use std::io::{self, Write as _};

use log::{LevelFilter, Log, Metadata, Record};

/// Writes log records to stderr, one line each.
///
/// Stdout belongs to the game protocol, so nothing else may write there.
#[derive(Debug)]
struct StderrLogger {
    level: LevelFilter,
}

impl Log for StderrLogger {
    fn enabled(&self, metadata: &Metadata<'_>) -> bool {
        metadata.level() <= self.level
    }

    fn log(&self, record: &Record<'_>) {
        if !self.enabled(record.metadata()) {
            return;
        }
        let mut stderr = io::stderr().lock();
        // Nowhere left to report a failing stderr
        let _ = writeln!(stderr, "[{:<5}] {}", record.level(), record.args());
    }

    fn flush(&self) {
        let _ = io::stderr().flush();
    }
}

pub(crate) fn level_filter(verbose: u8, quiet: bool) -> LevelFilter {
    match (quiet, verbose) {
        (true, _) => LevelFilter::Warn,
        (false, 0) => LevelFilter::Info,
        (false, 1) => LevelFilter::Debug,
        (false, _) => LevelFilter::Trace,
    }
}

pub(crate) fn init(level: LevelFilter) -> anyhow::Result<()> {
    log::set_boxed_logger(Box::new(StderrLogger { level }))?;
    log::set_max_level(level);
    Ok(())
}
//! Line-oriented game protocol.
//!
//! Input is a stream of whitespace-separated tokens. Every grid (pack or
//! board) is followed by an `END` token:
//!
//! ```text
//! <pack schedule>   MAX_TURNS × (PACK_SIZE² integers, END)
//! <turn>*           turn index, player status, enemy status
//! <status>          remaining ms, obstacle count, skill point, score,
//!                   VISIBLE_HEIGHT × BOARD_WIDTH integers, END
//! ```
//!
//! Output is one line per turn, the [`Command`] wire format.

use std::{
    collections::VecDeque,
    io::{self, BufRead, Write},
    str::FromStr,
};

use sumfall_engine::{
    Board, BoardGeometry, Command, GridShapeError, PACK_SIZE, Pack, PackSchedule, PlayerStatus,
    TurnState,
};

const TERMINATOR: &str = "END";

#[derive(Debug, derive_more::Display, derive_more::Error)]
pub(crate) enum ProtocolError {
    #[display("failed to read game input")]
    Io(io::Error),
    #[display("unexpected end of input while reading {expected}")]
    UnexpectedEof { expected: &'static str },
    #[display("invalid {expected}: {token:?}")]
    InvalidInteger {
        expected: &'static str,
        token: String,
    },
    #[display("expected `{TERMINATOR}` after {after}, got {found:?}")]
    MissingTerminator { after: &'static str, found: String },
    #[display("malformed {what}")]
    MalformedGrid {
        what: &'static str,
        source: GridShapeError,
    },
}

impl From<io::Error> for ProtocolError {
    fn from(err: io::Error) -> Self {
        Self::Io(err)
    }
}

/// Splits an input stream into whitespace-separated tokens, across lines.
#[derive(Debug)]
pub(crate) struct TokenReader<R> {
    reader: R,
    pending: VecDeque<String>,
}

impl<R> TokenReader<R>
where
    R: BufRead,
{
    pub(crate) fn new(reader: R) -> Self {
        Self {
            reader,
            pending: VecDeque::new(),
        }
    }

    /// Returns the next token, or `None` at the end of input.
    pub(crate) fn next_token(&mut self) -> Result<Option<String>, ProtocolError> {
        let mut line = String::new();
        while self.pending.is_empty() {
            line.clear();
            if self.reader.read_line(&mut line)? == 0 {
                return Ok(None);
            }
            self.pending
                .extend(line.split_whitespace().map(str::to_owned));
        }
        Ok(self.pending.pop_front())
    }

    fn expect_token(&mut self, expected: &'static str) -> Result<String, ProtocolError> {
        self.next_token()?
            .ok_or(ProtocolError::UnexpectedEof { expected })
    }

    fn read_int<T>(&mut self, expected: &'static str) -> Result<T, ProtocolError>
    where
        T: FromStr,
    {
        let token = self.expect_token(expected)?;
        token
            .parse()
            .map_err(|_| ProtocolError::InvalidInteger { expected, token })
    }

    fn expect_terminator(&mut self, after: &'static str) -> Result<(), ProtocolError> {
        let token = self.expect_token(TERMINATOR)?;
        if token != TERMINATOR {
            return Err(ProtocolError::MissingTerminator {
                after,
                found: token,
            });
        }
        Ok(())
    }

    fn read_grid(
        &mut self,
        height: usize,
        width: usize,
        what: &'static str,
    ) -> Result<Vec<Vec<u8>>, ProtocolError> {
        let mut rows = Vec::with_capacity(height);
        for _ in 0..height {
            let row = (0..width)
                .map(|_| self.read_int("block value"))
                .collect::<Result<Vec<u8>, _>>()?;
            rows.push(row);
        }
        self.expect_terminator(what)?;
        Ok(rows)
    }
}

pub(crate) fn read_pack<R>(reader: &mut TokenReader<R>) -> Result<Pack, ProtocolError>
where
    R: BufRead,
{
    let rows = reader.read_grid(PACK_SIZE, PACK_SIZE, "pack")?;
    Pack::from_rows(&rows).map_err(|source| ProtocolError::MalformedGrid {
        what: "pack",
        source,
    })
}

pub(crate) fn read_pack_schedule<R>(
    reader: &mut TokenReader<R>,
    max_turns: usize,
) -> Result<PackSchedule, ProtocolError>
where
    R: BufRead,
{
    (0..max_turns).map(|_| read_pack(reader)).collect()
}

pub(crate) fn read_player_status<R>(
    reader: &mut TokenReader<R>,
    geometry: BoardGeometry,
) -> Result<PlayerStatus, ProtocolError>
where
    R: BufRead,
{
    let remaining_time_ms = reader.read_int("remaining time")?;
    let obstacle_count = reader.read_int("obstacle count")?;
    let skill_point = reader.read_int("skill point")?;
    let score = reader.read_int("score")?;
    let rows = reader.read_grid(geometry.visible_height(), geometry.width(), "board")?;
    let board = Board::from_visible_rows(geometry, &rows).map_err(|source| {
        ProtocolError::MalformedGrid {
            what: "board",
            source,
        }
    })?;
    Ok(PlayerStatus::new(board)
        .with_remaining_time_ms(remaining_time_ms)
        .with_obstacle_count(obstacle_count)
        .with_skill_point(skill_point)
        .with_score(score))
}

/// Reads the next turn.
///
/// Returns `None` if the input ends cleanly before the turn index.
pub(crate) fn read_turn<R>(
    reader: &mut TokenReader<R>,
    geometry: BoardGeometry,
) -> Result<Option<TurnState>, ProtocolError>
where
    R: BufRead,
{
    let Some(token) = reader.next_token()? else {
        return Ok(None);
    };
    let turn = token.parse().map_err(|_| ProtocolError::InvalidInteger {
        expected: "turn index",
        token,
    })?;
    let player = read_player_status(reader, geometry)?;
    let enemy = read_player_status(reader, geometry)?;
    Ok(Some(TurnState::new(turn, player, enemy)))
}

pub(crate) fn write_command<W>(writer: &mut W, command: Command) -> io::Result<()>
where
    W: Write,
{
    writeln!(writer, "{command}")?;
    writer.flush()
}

********************

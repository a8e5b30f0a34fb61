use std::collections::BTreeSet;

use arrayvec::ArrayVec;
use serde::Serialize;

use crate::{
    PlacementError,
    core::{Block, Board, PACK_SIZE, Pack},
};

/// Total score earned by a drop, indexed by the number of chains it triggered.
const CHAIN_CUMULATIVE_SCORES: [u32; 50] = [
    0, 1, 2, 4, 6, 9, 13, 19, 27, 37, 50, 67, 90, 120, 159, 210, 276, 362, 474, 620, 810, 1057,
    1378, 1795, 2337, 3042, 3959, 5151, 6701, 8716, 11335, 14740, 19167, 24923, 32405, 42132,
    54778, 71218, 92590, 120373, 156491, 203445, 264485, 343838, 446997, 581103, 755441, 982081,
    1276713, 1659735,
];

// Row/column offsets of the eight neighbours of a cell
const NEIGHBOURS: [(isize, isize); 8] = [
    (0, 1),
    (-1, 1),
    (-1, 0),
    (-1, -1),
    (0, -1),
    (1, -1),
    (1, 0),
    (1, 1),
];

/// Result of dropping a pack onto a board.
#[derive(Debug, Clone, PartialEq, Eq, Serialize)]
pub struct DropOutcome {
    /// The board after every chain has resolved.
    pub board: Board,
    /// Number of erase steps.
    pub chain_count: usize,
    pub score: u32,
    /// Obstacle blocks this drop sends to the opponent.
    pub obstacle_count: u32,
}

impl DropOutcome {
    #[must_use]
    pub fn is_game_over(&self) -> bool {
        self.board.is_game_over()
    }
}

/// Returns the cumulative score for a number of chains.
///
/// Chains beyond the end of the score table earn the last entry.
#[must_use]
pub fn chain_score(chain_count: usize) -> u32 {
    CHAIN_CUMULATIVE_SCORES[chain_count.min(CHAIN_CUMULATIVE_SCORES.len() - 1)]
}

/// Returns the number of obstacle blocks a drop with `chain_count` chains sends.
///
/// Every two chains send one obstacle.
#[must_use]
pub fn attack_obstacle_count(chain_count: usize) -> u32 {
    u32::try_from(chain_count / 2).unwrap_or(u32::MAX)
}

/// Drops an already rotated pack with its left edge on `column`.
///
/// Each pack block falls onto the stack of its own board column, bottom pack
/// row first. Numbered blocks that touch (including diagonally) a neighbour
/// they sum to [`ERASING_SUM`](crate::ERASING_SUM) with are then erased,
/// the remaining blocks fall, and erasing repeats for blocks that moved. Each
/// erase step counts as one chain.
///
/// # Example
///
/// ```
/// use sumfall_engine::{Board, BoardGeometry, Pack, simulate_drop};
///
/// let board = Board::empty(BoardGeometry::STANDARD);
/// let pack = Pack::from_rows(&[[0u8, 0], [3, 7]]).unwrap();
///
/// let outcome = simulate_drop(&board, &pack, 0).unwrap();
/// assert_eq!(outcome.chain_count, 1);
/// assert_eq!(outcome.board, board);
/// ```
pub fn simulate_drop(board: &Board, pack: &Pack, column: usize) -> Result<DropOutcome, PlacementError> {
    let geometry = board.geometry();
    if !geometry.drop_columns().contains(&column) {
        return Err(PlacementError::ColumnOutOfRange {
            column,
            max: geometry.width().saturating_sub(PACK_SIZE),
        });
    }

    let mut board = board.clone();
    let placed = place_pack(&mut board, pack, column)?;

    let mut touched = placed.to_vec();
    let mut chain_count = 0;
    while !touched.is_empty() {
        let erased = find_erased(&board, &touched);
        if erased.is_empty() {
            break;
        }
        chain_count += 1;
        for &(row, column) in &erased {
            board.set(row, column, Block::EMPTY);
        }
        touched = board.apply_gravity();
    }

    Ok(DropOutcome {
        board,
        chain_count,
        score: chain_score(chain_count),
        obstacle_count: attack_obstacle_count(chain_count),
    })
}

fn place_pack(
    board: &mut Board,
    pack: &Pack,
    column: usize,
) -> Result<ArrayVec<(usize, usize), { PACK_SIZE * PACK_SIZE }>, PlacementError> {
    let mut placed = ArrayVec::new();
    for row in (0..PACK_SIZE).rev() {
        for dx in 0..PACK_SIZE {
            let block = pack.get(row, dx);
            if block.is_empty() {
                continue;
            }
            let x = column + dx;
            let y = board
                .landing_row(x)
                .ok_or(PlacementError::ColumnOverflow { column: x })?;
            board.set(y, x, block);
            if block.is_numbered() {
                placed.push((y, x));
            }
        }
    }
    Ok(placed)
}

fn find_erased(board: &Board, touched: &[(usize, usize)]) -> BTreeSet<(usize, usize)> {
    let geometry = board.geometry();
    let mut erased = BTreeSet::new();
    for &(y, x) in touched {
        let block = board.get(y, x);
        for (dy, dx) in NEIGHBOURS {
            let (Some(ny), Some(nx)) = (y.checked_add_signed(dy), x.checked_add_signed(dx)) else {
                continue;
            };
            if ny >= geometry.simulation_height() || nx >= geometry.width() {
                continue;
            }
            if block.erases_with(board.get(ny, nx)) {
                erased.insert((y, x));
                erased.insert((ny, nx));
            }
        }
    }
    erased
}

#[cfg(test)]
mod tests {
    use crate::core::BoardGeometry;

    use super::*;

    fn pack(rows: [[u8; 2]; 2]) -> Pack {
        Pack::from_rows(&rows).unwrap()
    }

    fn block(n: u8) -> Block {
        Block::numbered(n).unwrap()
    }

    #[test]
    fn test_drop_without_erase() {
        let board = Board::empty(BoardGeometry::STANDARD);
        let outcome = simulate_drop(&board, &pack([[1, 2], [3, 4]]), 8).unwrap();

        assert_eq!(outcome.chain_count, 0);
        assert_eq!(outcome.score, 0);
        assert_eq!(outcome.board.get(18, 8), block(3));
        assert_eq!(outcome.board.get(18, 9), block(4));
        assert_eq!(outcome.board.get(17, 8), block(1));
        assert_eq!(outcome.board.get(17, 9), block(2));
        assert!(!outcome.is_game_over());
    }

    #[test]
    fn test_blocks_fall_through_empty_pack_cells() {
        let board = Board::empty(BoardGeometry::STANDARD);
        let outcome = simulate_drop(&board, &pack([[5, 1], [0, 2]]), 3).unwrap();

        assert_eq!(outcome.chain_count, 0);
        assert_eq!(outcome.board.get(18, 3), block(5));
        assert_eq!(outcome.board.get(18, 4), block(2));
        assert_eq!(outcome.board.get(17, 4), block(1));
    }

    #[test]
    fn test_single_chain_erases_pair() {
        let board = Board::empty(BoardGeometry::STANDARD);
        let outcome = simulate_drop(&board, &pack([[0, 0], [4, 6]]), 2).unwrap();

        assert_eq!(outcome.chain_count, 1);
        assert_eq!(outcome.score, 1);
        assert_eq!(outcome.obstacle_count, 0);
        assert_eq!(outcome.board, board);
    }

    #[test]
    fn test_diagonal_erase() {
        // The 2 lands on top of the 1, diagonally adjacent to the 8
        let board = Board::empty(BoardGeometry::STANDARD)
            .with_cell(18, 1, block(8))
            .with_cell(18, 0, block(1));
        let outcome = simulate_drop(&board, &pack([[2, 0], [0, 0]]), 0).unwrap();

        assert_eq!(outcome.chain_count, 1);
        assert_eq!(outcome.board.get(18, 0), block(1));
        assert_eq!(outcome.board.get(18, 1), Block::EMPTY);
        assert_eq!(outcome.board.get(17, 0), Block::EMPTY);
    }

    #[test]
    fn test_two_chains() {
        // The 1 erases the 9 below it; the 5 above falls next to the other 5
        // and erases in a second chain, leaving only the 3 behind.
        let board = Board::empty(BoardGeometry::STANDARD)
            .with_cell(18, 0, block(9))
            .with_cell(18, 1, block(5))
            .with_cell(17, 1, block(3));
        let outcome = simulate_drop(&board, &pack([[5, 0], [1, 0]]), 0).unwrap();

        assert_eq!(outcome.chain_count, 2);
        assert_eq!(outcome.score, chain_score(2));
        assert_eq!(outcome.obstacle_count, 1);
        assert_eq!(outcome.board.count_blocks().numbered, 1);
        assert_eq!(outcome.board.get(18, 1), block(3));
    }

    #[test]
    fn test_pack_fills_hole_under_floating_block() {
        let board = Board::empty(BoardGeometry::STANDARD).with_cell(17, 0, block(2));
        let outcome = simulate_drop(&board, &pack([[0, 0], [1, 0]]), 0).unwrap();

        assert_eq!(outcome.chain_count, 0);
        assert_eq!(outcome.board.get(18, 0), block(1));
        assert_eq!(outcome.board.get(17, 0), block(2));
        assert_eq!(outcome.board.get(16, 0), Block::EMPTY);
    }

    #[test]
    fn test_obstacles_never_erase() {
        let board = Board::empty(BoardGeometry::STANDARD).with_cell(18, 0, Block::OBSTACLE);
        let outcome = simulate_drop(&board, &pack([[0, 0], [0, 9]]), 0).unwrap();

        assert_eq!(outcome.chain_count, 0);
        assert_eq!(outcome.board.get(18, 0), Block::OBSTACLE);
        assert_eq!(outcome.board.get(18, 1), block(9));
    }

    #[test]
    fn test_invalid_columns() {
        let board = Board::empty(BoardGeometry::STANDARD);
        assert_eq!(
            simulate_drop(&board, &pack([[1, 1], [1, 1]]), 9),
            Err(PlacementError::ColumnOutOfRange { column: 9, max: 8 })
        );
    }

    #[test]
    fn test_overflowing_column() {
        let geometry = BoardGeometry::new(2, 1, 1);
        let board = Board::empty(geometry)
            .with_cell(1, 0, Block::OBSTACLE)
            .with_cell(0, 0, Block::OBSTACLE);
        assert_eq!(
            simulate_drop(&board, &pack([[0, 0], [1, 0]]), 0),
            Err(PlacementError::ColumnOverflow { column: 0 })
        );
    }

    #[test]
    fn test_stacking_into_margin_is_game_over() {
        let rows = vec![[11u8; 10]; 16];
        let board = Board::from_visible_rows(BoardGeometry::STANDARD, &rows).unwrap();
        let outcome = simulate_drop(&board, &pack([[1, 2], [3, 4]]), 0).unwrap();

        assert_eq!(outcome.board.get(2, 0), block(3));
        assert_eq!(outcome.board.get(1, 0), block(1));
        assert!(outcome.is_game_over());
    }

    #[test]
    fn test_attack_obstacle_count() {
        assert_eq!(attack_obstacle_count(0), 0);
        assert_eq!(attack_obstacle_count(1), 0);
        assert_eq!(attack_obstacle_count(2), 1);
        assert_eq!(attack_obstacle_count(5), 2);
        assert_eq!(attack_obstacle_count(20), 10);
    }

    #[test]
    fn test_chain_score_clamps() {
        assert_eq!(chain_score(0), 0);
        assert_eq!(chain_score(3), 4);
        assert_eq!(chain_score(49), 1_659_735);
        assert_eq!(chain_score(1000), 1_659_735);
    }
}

********************

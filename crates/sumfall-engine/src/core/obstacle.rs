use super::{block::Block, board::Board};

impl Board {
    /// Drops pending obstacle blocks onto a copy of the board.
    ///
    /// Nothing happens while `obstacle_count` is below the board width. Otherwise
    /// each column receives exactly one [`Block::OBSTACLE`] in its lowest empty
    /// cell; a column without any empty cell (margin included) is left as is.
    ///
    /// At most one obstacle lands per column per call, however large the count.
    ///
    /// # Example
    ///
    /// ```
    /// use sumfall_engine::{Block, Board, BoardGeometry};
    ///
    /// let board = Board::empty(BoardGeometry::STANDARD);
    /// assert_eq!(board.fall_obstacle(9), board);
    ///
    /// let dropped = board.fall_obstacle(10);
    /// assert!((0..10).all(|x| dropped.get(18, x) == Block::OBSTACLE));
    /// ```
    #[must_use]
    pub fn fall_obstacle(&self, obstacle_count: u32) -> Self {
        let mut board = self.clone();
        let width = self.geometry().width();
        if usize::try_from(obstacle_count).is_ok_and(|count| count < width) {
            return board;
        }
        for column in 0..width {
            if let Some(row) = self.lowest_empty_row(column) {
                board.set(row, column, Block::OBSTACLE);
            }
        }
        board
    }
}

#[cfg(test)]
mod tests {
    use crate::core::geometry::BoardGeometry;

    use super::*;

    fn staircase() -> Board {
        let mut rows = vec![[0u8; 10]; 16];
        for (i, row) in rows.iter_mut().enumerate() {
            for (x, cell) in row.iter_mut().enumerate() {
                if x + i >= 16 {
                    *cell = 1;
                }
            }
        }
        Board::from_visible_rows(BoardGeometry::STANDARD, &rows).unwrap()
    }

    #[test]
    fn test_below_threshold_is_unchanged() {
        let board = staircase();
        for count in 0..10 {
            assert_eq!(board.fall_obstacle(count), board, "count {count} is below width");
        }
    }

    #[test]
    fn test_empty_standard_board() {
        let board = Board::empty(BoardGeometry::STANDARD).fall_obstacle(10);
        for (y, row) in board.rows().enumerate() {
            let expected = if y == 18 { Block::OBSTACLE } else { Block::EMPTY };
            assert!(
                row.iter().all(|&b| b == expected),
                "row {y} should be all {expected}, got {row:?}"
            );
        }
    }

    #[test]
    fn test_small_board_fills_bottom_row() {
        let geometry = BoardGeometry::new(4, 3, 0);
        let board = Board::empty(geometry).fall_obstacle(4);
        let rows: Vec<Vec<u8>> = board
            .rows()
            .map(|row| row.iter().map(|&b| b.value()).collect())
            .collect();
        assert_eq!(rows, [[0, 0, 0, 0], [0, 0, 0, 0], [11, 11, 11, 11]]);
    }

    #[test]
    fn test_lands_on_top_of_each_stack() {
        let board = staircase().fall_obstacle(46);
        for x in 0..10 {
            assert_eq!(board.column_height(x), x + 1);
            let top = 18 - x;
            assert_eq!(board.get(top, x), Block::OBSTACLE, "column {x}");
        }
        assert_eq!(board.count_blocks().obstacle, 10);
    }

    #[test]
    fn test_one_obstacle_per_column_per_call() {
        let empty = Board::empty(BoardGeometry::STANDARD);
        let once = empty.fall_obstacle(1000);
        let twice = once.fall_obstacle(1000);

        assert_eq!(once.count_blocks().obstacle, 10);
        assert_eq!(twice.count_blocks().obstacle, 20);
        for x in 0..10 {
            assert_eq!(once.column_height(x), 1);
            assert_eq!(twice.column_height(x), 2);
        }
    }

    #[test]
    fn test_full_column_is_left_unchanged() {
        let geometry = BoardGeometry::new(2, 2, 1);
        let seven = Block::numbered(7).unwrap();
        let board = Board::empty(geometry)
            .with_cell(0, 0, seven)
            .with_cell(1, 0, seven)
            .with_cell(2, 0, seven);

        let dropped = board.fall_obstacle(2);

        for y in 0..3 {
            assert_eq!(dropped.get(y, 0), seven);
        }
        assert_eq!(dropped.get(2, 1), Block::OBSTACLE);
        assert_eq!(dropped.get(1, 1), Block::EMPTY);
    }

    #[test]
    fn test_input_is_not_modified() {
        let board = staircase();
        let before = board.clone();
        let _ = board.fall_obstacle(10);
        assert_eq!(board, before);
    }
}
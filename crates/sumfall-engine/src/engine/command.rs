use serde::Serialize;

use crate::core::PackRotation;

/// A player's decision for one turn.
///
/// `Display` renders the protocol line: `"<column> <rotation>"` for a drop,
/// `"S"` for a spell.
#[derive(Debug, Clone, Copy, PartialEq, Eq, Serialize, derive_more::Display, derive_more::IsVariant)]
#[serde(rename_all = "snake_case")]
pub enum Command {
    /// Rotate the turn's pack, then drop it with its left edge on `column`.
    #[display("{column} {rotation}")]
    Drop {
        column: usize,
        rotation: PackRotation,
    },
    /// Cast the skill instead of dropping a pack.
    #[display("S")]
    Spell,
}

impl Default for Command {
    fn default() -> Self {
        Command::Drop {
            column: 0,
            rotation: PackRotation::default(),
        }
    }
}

********************

> [TASK GOAL] Whenever the word "Serialize" occurs in a line of the listing above, return that line.

> [SOLUTION]
use serde::Serialize;
#[derive(Debug, Clone, PartialEq, Eq, Serialize)]
use serde::Serialize;
#[derive(Debug, Clone, Copy, PartialEq, Eq, Serialize, derive_more::Display, derive_more::IsVariant)]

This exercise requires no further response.